AIM OF THE EXERCISE
Could you print all the entries exactly?

DATA FOR THIS TASK

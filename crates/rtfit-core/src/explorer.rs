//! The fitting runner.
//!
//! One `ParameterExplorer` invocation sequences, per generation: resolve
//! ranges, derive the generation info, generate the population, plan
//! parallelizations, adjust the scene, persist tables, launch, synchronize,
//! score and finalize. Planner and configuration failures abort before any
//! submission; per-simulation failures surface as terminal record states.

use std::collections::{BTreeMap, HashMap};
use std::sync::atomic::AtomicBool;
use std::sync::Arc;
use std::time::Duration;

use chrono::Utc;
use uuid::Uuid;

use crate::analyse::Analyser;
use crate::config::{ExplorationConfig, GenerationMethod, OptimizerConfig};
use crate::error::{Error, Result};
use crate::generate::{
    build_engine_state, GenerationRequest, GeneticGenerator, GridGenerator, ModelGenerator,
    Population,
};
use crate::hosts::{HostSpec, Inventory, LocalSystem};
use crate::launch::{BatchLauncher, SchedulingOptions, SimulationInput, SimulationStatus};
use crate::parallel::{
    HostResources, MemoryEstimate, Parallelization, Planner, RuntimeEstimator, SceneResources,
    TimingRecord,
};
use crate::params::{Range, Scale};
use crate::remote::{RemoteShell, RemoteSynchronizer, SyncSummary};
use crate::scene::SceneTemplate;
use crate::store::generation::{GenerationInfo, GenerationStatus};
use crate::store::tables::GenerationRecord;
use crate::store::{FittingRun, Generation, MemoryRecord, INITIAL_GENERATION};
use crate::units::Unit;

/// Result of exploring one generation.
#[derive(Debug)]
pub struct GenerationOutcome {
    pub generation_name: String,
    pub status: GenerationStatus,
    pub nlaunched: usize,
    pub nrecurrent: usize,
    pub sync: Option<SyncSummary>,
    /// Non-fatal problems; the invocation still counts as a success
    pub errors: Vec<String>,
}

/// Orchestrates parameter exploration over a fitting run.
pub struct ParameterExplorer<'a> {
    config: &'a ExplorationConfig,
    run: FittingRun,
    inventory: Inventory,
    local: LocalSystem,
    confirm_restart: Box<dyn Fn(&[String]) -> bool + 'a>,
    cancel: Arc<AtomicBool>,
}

RESPONSE
filename crates/rtfit-core/src/explorer.rs
//! The fitting runner.
//!
//! One `ParameterExplorer` invocation sequences, per generation: resolve
//! ranges, derive the generation info, generate the population, plan
//! parallelizations, adjust the scene, persist tables, launch, synchronize,
//! score and finalize. Planner and configuration failures abort before any
//! submission; per-simulation failures surface as terminal record states.

use std::collections::{BTreeMap, HashMap};
use std::sync::atomic::AtomicBool;
use std::sync::Arc;
use std::time::Duration;

use chrono::Utc;
use uuid::Uuid;

use crate::analyse::Analyser;
use crate::config::{ExplorationConfig, GenerationMethod, OptimizerConfig};
use crate::error::{Error, Result};
use crate::generate::{
    build_engine_state, GenerationRequest, GeneticGenerator, GridGenerator, ModelGenerator,
    Population,
};
use crate::hosts::{HostSpec, Inventory, LocalSystem};
use crate::launch::{BatchLauncher, SchedulingOptions, SimulationInput, SimulationStatus};
use crate::parallel::{
    HostResources, MemoryEstimate, Parallelization, Planner, RuntimeEstimator, SceneResources,
    TimingRecord,
};
use crate::params::{Range, Scale};
use crate::remote::{RemoteShell, RemoteSynchronizer, SyncSummary};
use crate::scene::SceneTemplate;
use crate::store::generation::{GenerationInfo, GenerationStatus};
use crate::store::tables::GenerationRecord;
use crate::store::{FittingRun, Generation, MemoryRecord, INITIAL_GENERATION};
use crate::units::Unit;

/// Result of exploring one generation.
#[derive(Debug)]
pub struct GenerationOutcome {
    pub generation_name: String,
    pub status: GenerationStatus,
    pub nlaunched: usize,
    pub nrecurrent: usize,
    pub sync: Option<SyncSummary>,
    /// Non-fatal problems; the invocation still counts as a success
    pub errors: Vec<String>,
}

/// Orchestrates parameter exploration over a fitting run.
pub struct ParameterExplorer<'a> {
    config: &'a ExplorationConfig,
    run: FittingRun,
    inventory: Inventory,
    local: LocalSystem,
    confirm_restart: Box<dyn Fn(&[String]) -> bool + 'a>,
    cancel: Arc<AtomicBool>,
}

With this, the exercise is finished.